He has to stop him. If Jared gets too much time to argue himself out of this little ambush Jensen will have taken another step back.

“I’ve never dated anybody.”

Jared’s disbelief is written in his eyebrows.

“I mean dated dated. I’ve been with people. A fair amount of people. But I’ve never dated someone. Dinner and a movie. Honest conversation. A picnic or a meet the parents. I’ve never done that. I don’t know how to do that. I might not be exactly the kind of man that fits your…charitable lifestyle, but I think I could be a good man for you. I might be a little violent, I might be a little rough, but I’m funny and I’m smart. I’m loyal. Those are pretty worthwhile traits right?”

Jared’s mouth twitches, something that might be a smile trying to break through or Jared trying not to say something hideous, and then the other man reaches out and takes his hands. Jared’s hands are rough, big, and warm. Jensen kind of likes them.

“Very worthwhile. I’m sorry. I judged you pretty harshly and that’s not what I was raised to do.”

And that…that was not what Jensen was expecting. Even in his wildest imagination, his best case scenario; that is not what Jensen thought would happen.

“You don’t have to apologize.”

“I do. I was out of it that night. Crazy drunk and flying off the handle. I shouldn’t have pushed that guy, but I shouldn’t have walked off on you like that because you agreed with my behavior. You don’t have to think like me to date me. That would be pretty boring.”

And Jensen? Little bit overwhelmed.

“Well. I’m glad you agree. Um. You want to go on a date? No booze involved at all, and no bar fights. I’ll even skip the usual first date bank heist.”

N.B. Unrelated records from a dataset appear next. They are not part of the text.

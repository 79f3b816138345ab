//! sqlite-adapter: SQLite implementation of the shop repository ports.
//!
//! Purpose
//! - Persist users, products, orders and the order/product junction in a
//!   single file-based (or in-memory) database.
//! - Implements `UserRepository`, `ProductRepository` and `OrderRepository`
//!   from the `domain` crate.
//!
//! Notes
//! - Uses `rusqlite` with the `bundled` feature for portability.
//! - `order_date_time` is stored through rusqlite's chrono support
//!   (`YYYY-MM-DD HH:MM:SS[.fff]` text, no zone).
//! - `orders.user_id` carries no foreign key: deleting a user must leave their
//!   orders in place. The service checks the user exists before inserting.

use std::path::Path;
use std::sync::{Mutex, MutexGuard};

use domain::{
    CoreError, Entity, NewOrder, NewProduct, NewUser, Order, OrderRepository, Product,
    ProductRepository, User, UserRepository,
};
use rusqlite::{params, Connection, OptionalExtension};
use tracing::debug;

/// Default database location when no connection string is given.
pub const DEFAULT_DB_PATH: &str = "./data/shop.db";

/// SQLite-backed repository.
pub struct SqliteRepo {
    conn: Mutex<Connection>,
}

/// Where a connection string points.
#[derive(Debug, Clone, PartialEq, Eq)]
pub enum DbTarget {
    Memory,
    File(String),
}

/// Parse a connection string: `sqlite://<path>`, `sqlite:<path>`,
/// `sqlite::memory:`, `:memory:` or a bare path.
pub fn parse_conn_str(conn_str: &str) -> DbTarget {
    let s = conn_str.trim();
    let rest = s
        .strip_prefix("sqlite://")
        .or_else(|| s.strip_prefix("sqlite:"))
        .unwrap_or(s);
    if rest.is_empty() {
        return DbTarget::File(DEFAULT_DB_PATH.to_string());
    }
    if rest == ":memory:" {
        DbTarget::Memory
    } else {
        DbTarget::File(rest.to_string())
    }
}

impl SqliteRepo {
    /// Open (or create) a SQLite database at the given path and ensure schema.
    pub fn new<P: AsRef<Path>>(path: P) -> Result<Self, CoreError> {
        let conn = Connection::open(path).map_err(map_sqerr)?;
        Self::with_connection(conn)
    }

    /// Private in-memory database; contents vanish with the repo.
    pub fn in_memory() -> Result<Self, CoreError> {
        let conn = Connection::open_in_memory().map_err(map_sqerr)?;
        Self::with_connection(conn)
    }

    /// Open from a connection string (see [`parse_conn_str`]). Creates the
    /// parent directory of file databases.
    pub fn from_conn_str(conn_str: &str) -> Result<Self, CoreError> {
        match parse_conn_str(conn_str) {
            DbTarget::Memory => Self::in_memory(),
            DbTarget::File(path) => {
                if let Some(dir) = Path::new(&path).parent() {
                    if !dir.as_os_str().is_empty() {
                        std::fs::create_dir_all(dir).map_err(|e| {
                            CoreError::Repository(format!("create dir {}: {e}", dir.display()))
                        })?;
                    }
                }
                debug!(path = %path, "opening sqlite database");
                Self::new(path)
            }
        }
    }

    fn with_connection(conn: Connection) -> Result<Self, CoreError> {
        init_schema(&conn)?;
        Ok(Self {
            conn: Mutex::new(conn),
        })
    }

    fn conn(&self) -> Result<MutexGuard<'_, Connection>, CoreError> {
        self.conn
            .lock()
            .map_err(|_| CoreError::Repository("mutex poisoned".into()))
    }
}

fn init_schema(conn: &Connection) -> Result<(), CoreError> {
    conn.execute_batch(
        r#"
        PRAGMA foreign_keys = ON;
        CREATE TABLE IF NOT EXISTS users (
            id INTEGER PRIMARY KEY AUTOINCREMENT,
            name VARCHAR(30) NOT NULL,
            email VARCHAR(100) NOT NULL UNIQUE,
            address VARCHAR(100)
        );
        CREATE TABLE IF NOT EXISTS products (
            id INTEGER PRIMARY KEY AUTOINCREMENT,
            product_name VARCHAR(100) NOT NULL UNIQUE,
            price REAL NOT NULL
        );
        CREATE TABLE IF NOT EXISTS orders (
            id INTEGER PRIMARY KEY AUTOINCREMENT,
            order_date_time DATETIME NOT NULL,
            user_id INTEGER NOT NULL
        );
        CREATE INDEX IF NOT EXISTS idx_orders_user_id ON orders(user_id);
        CREATE TABLE IF NOT EXISTS order_product (
            order_id INTEGER NOT NULL REFERENCES orders(id) ON DELETE CASCADE,
            product_id INTEGER NOT NULL REFERENCES products(id) ON DELETE CASCADE,
            PRIMARY KEY (order_id, product_id)
        );
        CREATE INDEX IF NOT EXISTS idx_order_product_product ON order_product(product_id);
        "#,
    )
    .map_err(map_sqerr)
}

fn map_sqerr<E: std::fmt::Display>(e: E) -> CoreError {
    CoreError::Repository(format!("sqlite error: {e}"))
}

// Unique violations become AlreadyExists; everything else is a repository error.
fn map_write_err(e: rusqlite::Error, what: &str) -> CoreError {
    if let rusqlite::Error::SqliteFailure(err, _) = &e {
        if err.code == rusqlite::ErrorCode::ConstraintViolation {
            return CoreError::AlreadyExists(what.to_string());
        }
    }
    map_sqerr(e)
}

fn row_to_user(row: &rusqlite::Row) -> rusqlite::Result<User> {
    Ok(User {
        id: row.get(0)?,
        name: row.get(1)?,
        email: row.get(2)?,
        address: row.get(3)?,
    })
}

fn row_to_product(row: &rusqlite::Row) -> rusqlite::Result<Product> {
    Ok(Product {
        id: row.get(0)?,
        product_name: row.get(1)?,
        price: row.get(2)?,
    })
}

fn row_to_order(row: &rusqlite::Row) -> rusqlite::Result<Order> {
    Ok(Order {
        id: row.get(0)?,
        order_date_time: row.get(1)?,
        user_id: row.get(2)?,
    })
}

const USER_COLS: &str = "id, name, email, address";
const PRODUCT_COLS: &str = "id, product_name, price";
const ORDER_COLS: &str = "id, order_date_time, user_id";

fn query_all<T, P: rusqlite::Params>(
    conn: &Connection,
    sql: &str,
    params: P,
    map: fn(&rusqlite::Row) -> rusqlite::Result<T>,
) -> Result<Vec<T>, CoreError> {
    let mut stmt = conn.prepare(sql).map_err(map_sqerr)?;
    let rows = stmt.query_map(params, map).map_err(map_sqerr)?;
    rows.collect::<Result<Vec<_>, _>>().map_err(map_sqerr)
}

impl UserRepository for SqliteRepo {
    fn list_users(&self) -> Result<Vec<User>, CoreError> {
        let conn = self.conn()?;
        query_all(
            &conn,
            &format!("SELECT {USER_COLS} FROM users ORDER BY id"),
            [],
            row_to_user,
        )
    }

    fn get_user(&self, id: i64) -> Result<Option<User>, CoreError> {
        let conn = self.conn()?;
        conn.query_row(
            &format!("SELECT {USER_COLS} FROM users WHERE id = ?1"),
            params![id],
            row_to_user,
        )
        .optional()
        .map_err(map_sqerr)
    }

    fn insert_user(&self, user: NewUser) -> Result<User, CoreError> {
        let conn = self.conn()?;
        conn.execute(
            "INSERT INTO users(name, email, address) VALUES (?1, ?2, ?3)",
            params![user.name, user.email, user.address],
        )
        .map_err(|e| map_write_err(e, &format!("email {}", user.email)))?;
        Ok(user.into_user(conn.last_insert_rowid()))
    }

    fn update_user(&self, id: i64, user: NewUser) -> Result<User, CoreError> {
        let conn = self.conn()?;
        let changed = conn
            .execute(
                "UPDATE users SET name = ?1, email = ?2, address = ?3 WHERE id = ?4",
                params![user.name, user.email, user.address, id],
            )
            .map_err(|e| map_write_err(e, &format!("email {}", user.email)))?;
        if changed == 0 {
            Err(CoreError::not_found(Entity::User, id))
        } else {
            Ok(user.into_user(id))
        }
    }

    fn delete_user(&self, id: i64) -> Result<(), CoreError> {
        let conn = self.conn()?;
        let changed = conn
            .execute("DELETE FROM users WHERE id = ?1", params![id])
            .map_err(map_sqerr)?;
        if changed == 0 {
            Err(CoreError::not_found(Entity::User, id))
        } else {
            Ok(())
        }
    }
}

impl ProductRepository for SqliteRepo {
    fn list_products(&self) -> Result<Vec<Product>, CoreError> {
        let conn = self.conn()?;
        query_all(
            &conn,
            &format!("SELECT {PRODUCT_COLS} FROM products ORDER BY id"),
            [],
            row_to_product,
        )
    }

    fn get_product(&self, id: i64) -> Result<Option<Product>, CoreError> {
        let conn = self.conn()?;
        conn.query_row(
            &format!("SELECT {PRODUCT_COLS} FROM products WHERE id = ?1"),
            params![id],
            row_to_product,
        )
        .optional()
        .map_err(map_sqerr)
    }

    fn insert_product(&self, product: NewProduct) -> Result<Product, CoreError> {
        let conn = self.conn()?;
        conn.execute(
            "INSERT INTO products(product_name, price) VALUES (?1, ?2)",
            params![product.product_name, product.price],
        )
        .map_err(|e| map_write_err(e, &format!("product_name {}", product.product_name)))?;
        Ok(product.into_product(conn.last_insert_rowid()))
    }

    fn update_product(&self, id: i64, product: NewProduct) -> Result<Product, CoreError> {
        let conn = self.conn()?;
        let changed = conn
            .execute(
                "UPDATE products SET product_name = ?1, price = ?2 WHERE id = ?3",
                params![product.product_name, product.price, id],
            )
            .map_err(|e| map_write_err(e, &format!("product_name {}", product.product_name)))?;
        if changed == 0 {
            Err(CoreError::not_found(Entity::Product, id))
        } else {
            Ok(product.into_product(id))
        }
    }

    fn delete_product(&self, id: i64) -> Result<(), CoreError> {
        let conn = self.conn()?;
        let tx = conn.unchecked_transaction().map_err(map_sqerr)?;
        // The cascade covers this too; explicit so it holds even with foreign_keys off.
        tx.execute(
            "DELETE FROM order_product WHERE product_id = ?1",
            params![id],
        )
        .map_err(map_sqerr)?;
        let changed = tx
            .execute("DELETE FROM products WHERE id = ?1", params![id])
            .map_err(map_sqerr)?;
        if changed == 0 {
            return Err(CoreError::not_found(Entity::Product, id));
        }
        tx.commit().map_err(map_sqerr)
    }
}

impl OrderRepository for SqliteRepo {
    fn list_orders(&self) -> Result<Vec<Order>, CoreError> {
        let conn = self.conn()?;
        query_all(
            &conn,
            &format!("SELECT {ORDER_COLS} FROM orders ORDER BY id"),
            [],
            row_to_order,
        )
    }

    fn get_order(&self, id: i64) -> Result<Option<Order>, CoreError> {
        let conn = self.conn()?;
        conn.query_row(
            &format!("SELECT {ORDER_COLS} FROM orders WHERE id = ?1"),
            params![id],
            row_to_order,
        )
        .optional()
        .map_err(map_sqerr)
    }

    fn insert_order(&self, order: NewOrder) -> Result<Order, CoreError> {
        let conn = self.conn()?;
        conn.execute(
            "INSERT INTO orders(order_date_time, user_id) VALUES (?1, ?2)",
            params![order.order_date_time, order.user_id],
        )
        .map_err(map_sqerr)?;
        Ok(order.into_order(conn.last_insert_rowid()))
    }

    fn list_orders_for_user(&self, user_id: i64) -> Result<Vec<Order>, CoreError> {
        let conn = self.conn()?;
        query_all(
            &conn,
            &format!("SELECT {ORDER_COLS} FROM orders WHERE user_id = ?1 ORDER BY id"),
            params![user_id],
            row_to_order,
        )
    }

    fn list_order_products(&self, order_id: i64) -> Result<Vec<Product>, CoreError> {
        let conn = self.conn()?;
        query_all(
            &conn,
            "SELECT p.id, p.product_name, p.price FROM products p \
             JOIN order_product op ON op.product_id = p.id \
             WHERE op.order_id = ?1 ORDER BY p.id",
            params![order_id],
            row_to_product,
        )
    }

    fn attach_product(&self, order_id: i64, product_id: i64) -> Result<bool, CoreError> {
        let conn = self.conn()?;
        let changed = conn
            .execute(
                "INSERT OR IGNORE INTO order_product(order_id, product_id) VALUES (?1, ?2)",
                params![order_id, product_id],
            )
            .map_err(map_sqerr)?;
        Ok(changed > 0)
    }

    fn detach_product(&self, order_id: i64, product_id: i64) -> Result<bool, CoreError> {
        let conn = self.conn()?;
        let changed = conn
            .execute(
                "DELETE FROM order_product WHERE order_id = ?1 AND product_id = ?2",
                params![order_id, product_id],
            )
            .map_err(map_sqerr)?;
        Ok(changed > 0)
    }
}
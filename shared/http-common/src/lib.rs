//! Shared HTTP utilities for the shop API workspace.
//!
//! Framework-agnostic response bodies and the wire format for timestamps, so
//! handlers and tests agree on one shape.

use chrono::NaiveDateTime;
use serde::Serialize;

// ============================================================================
// JSON Response Helpers (framework-agnostic)
// ============================================================================

/// Message body used for 404s, confirmations and notices.
///
/// Returns: `{"message": "<message>"}`
pub fn json_message(message: &str) -> serde_json::Value {
    serde_json::json!({ "message": message })
}

/// Body for a validation failure: the field -> messages map itself.
///
/// Falls back to a `_schema` entry if the value cannot be serialized.
pub fn json_field_errors<T: Serialize>(errors: &T) -> serde_json::Value {
    serde_json::to_value(errors)
        .unwrap_or_else(|_| serde_json::json!({ "_schema": ["Invalid input."] }))
}

/// Body for unexpected server-side failures. Details stay in the logs.
pub fn json_internal_error() -> serde_json::Value {
    json_message("Internal server error")
}

// ============================================================================
// Messages
// ============================================================================

/// `Invalid <entity> ID: <id>`
pub fn invalid_id_message(entity: &str, id: i64) -> String {
    format!("Invalid {} ID: {}", entity, id)
}

/// `Successfully deleted <entity> ID: <id>`
pub fn deleted_message(entity: &str, id: i64) -> String {
    format!("Successfully deleted {} ID: {}", entity, id)
}

// ============================================================================
// Time Utilities
// ============================================================================

/// Format a zone-less timestamp as ISO-8601 with a `T` separator.
///
/// Fractional seconds are printed only when non-zero, e.g.
/// `2024-05-01T10:30:00` or `2024-05-01T10:30:00.250`.
pub fn format_naive_datetime(dt: NaiveDateTime) -> String {
    dt.format("%Y-%m-%dT%H:%M:%S%.f").to_string()
}

#[cfg(test)]
mod tests {
    use super::*;
    use chrono::NaiveDate;
    use std::collections::BTreeMap;

    #[test]
    fn test_json_message() {
        assert_eq!(
            json_message("Invalid user ID"),
            serde_json::json!({"message": "Invalid user ID"})
        );
    }

    #[test]
    fn test_json_field_errors() {
        let mut errs = BTreeMap::new();
        errs.insert("email", vec!["Missing data for required field."]);
        assert_eq!(
            json_field_errors(&errs),
            serde_json::json!({"email": ["Missing data for required field."]})
        );
    }

    #[test]
    fn test_messages() {
        assert_eq!(invalid_id_message("product", 4), "Invalid product ID: 4");
        assert_eq!(deleted_message("user", 2), "Successfully deleted user ID: 2");
    }

    #[test]
    fn test_format_naive_datetime() {
        let d = NaiveDate::from_ymd_opt(2024, 5, 1).unwrap();
        let whole = d.and_hms_opt(10, 30, 0).unwrap();
        assert_eq!(format_naive_datetime(whole), "2024-05-01T10:30:00");
        let frac = d.and_hms_milli_opt(10, 30, 0, 250).unwrap();
        assert_eq!(format_naive_datetime(frac), "2024-05-01T10:30:00.250");
    }
}
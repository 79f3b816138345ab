use std::collections::{BTreeMap, BTreeSet};
use std::sync::{Mutex, MutexGuard};

use crate::{
    CoreError, NewOrder, NewProduct, NewUser, Order, OrderRepository, Product,
    ProductRepository, User, UserRepository,
};

/// Simple in-memory repository for tests and local demos. One mutex guards
/// every table so each call sees a consistent snapshot.
pub struct InMemoryRepo {
    inner: Mutex<Tables>,
}

#[derive(Default)]
struct Tables {
    users: BTreeMap<i64, User>,
    products: BTreeMap<i64, Product>,
    orders: BTreeMap<i64, Order>,
    // (order_id, product_id)
    order_product: BTreeSet<(i64, i64)>,
    next_user_id: i64,
    next_product_id: i64,
    next_order_id: i64,
}

impl Tables {
    fn email_taken(&self, email: &str, except: Option<i64>) -> bool {
        self.users
            .values()
            .any(|u| u.email == email && Some(u.id) != except)
    }

    fn product_name_taken(&self, name: &str, except: Option<i64>) -> bool {
        self.products
            .values()
            .any(|p| p.product_name == name && Some(p.id) != except)
    }
}

// Ids start at 1 like an autoincrement column.
fn next_id(counter: &mut i64) -> i64 {
    *counter += 1;
    *counter
}

impl InMemoryRepo {
    pub fn new() -> Self {
        Self {
            inner: Mutex::new(Tables::default()),
        }
    }

    fn tables(&self) -> Result<MutexGuard<'_, Tables>, CoreError> {
        self.inner
            .lock()
            .map_err(|_| CoreError::Repository("mutex poisoned".into()))
    }
}

impl Default for InMemoryRepo {
    fn default() -> Self {
        Self::new()
    }
}

impl UserRepository for InMemoryRepo {
    fn list_users(&self) -> Result<Vec<User>, CoreError> {
        Ok(self.tables()?.users.values().cloned().collect())
    }

    fn get_user(&self, id: i64) -> Result<Option<User>, CoreError> {
        Ok(self.tables()?.users.get(&id).cloned())
    }

    fn insert_user(&self, user: NewUser) -> Result<User, CoreError> {
        let mut t = self.tables()?;
        if t.email_taken(&user.email, None) {
            return Err(CoreError::AlreadyExists(format!("email {}", user.email)));
        }
        let id = next_id(&mut t.next_user_id);
        let user = user.into_user(id);
        t.users.insert(id, user.clone());
        Ok(user)
    }

    fn update_user(&self, id: i64, user: NewUser) -> Result<User, CoreError> {
        let mut t = self.tables()?;
        if !t.users.contains_key(&id) {
            return Err(CoreError::not_found(crate::Entity::User, id));
        }
        if t.email_taken(&user.email, Some(id)) {
            return Err(CoreError::AlreadyExists(format!("email {}", user.email)));
        }
        let user = user.into_user(id);
        t.users.insert(id, user.clone());
        Ok(user)
    }

    fn delete_user(&self, id: i64) -> Result<(), CoreError> {
        match self.tables()?.users.remove(&id) {
            Some(_) => Ok(()),
            None => Err(CoreError::not_found(crate::Entity::User, id)),
        }
    }
}

impl ProductRepository for InMemoryRepo {
    fn list_products(&self) -> Result<Vec<Product>, CoreError> {
        Ok(self.tables()?.products.values().cloned().collect())
    }

    fn get_product(&self, id: i64) -> Result<Option<Product>, CoreError> {
        Ok(self.tables()?.products.get(&id).cloned())
    }

    fn insert_product(&self, product: NewProduct) -> Result<Product, CoreError> {
        let mut t = self.tables()?;
        if t.product_name_taken(&product.product_name, None) {
            return Err(CoreError::AlreadyExists(format!(
                "product_name {}",
                product.product_name
            )));
        }
        let id = next_id(&mut t.next_product_id);
        let product = product.into_product(id);
        t.products.insert(id, product.clone());
        Ok(product)
    }

    fn update_product(&self, id: i64, product: NewProduct) -> Result<Product, CoreError> {
        let mut t = self.tables()?;
        if !t.products.contains_key(&id) {
            return Err(CoreError::not_found(crate::Entity::Product, id));
        }
        if t.product_name_taken(&product.product_name, Some(id)) {
            return Err(CoreError::AlreadyExists(format!(
                "product_name {}",
                product.product_name
            )));
        }
        let product = product.into_product(id);
        t.products.insert(id, product.clone());
        Ok(product)
    }

    fn delete_product(&self, id: i64) -> Result<(), CoreError> {
        let mut t = self.tables()?;
        if t.products.remove(&id).is_none() {
            return Err(CoreError::not_found(crate::Entity::Product, id));
        }
        t.order_product.retain(|&(_, product_id)| product_id != id);
        Ok(())
    }
}

impl OrderRepository for InMemoryRepo {
    fn list_orders(&self) -> Result<Vec<Order>, CoreError> {
        Ok(self.tables()?.orders.values().cloned().collect())
    }

    fn get_order(&self, id: i64) -> Result<Option<Order>, CoreError> {
        Ok(self.tables()?.orders.get(&id).cloned())
    }

    fn insert_order(&self, order: NewOrder) -> Result<Order, CoreError> {
        let mut t = self.tables()?;
        let id = next_id(&mut t.next_order_id);
        let order = order.into_order(id);
        t.orders.insert(id, order.clone());
        Ok(order)
    }

    fn list_orders_for_user(&self, user_id: i64) -> Result<Vec<Order>, CoreError> {
        Ok(self
            .tables()?
            .orders
            .values()
            .filter(|o| o.user_id == user_id)
            .cloned()
            .collect())
    }

    fn list_order_products(&self, order_id: i64) -> Result<Vec<Product>, CoreError> {
        let t = self.tables()?;
        Ok(t.order_product
            .range((order_id, i64::MIN)..=(order_id, i64::MAX))
            .filter_map(|(_, product_id)| t.products.get(product_id).cloned())
            .collect())
    }

    fn attach_product(&self, order_id: i64, product_id: i64) -> Result<bool, CoreError> {
        Ok(self.tables()?.order_product.insert((order_id, product_id)))
    }

    fn detach_product(&self, order_id: i64, product_id: i64) -> Result<bool, CoreError> {
        Ok(self.tables()?.order_product.remove(&(order_id, product_id)))
    }
}

#[cfg(test)]
mod tests {
    use super::*;
    use chrono::NaiveDate;

    fn new_user(email: &str) -> NewUser {
        NewUser {
            name: "Ada".into(),
            email: email.into(),
            address: None,
        }
    }

    fn new_order(user_id: i64) -> NewOrder {
        NewOrder {
            order_date_time: NaiveDate::from_ymd_opt(2024, 1, 2)
                .and_then(|d| d.and_hms_opt(3, 4, 5))
                .unwrap(),
            user_id,
        }
    }

    #[test]
    fn ids_are_sequential_from_one() {
        let repo = InMemoryRepo::new();
        assert_eq!(repo.insert_user(new_user("a@e.com")).unwrap().id, 1);
        assert_eq!(repo.insert_user(new_user("b@e.com")).unwrap().id, 2);
        assert_eq!(repo.insert_order(new_order(1)).unwrap().id, 1);
    }

    #[test]
    fn duplicate_email_rejected() {
        let repo = InMemoryRepo::new();
        repo.insert_user(new_user("a@e.com")).unwrap();
        let err = repo.insert_user(new_user("a@e.com")).unwrap_err();
        assert!(matches!(err, CoreError::AlreadyExists(_)));
    }

    #[test]
    fn update_may_keep_own_email() {
        let repo = InMemoryRepo::new();
        let u = repo.insert_user(new_user("a@e.com")).unwrap();
        let updated = repo
            .update_user(
                u.id,
                NewUser {
                    name: "Renamed".into(),
                    email: "a@e.com".into(),
                    address: Some("Somewhere".into()),
                },
            )
            .unwrap();
        assert_eq!(updated.name, "Renamed");
    }

    #[test]
    fn duplicate_product_name_rejected() {
        let repo = InMemoryRepo::new();
        let p = NewProduct {
            product_name: "Lamp".into(),
            price: 1.0,
        };
        repo.insert_product(p.clone()).unwrap();
        assert!(matches!(
            repo.insert_product(p),
            Err(CoreError::AlreadyExists(_))
        ));
    }

    #[test]
    fn junction_is_a_set() {
        let repo = InMemoryRepo::new();
        let order = repo.insert_order(new_order(1)).unwrap();
        let product = repo
            .insert_product(NewProduct {
                product_name: "Lamp".into(),
                price: 1.0,
            })
            .unwrap();
        assert!(repo.attach_product(order.id, product.id).unwrap());
        assert!(!repo.attach_product(order.id, product.id).unwrap());
        assert_eq!(repo.list_order_products(order.id).unwrap().len(), 1);
        assert!(repo.detach_product(order.id, product.id).unwrap());
        assert!(!repo.detach_product(order.id, product.id).unwrap());
    }
}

Jared’s laugh is precious, done with his whole body, and the hands holding Jensen’s tighten briefly and then release. It gives Jensen a weird feeling in the pit of his stomach.

“Yeah. I’d like that.”

“What kind of date do you want? I’ll even watch shitty movies to get the general idea of how to do it.”

The head tilts, big puppy dog eyes sparkling with mirth, and Jensen thinks in all his years he’s never seen someone so perfectly open and genuine.

It’s a little frightening.

“I think a picnic sounds best.”


----


Jared answers his door on Saturday, and Jensen is standing outside of it with a giant basket. He tries, very hard, to not be giddy.

The sun is out, the weather is beautiful and mild, and Zeus and Ulysses have picked up on the fact that they are going out. They’re bouncing around, happy and loud, and Jared has to firm his stance to make sure that they don’t sneak past him.

“That. Is a very pink shirt.”

Nothing will dim his good mood, even Jensen not recognizing how awesome he looks in pink.

“It is the manliest of shirts. It is a shirt among shirts. Kings wear this color.”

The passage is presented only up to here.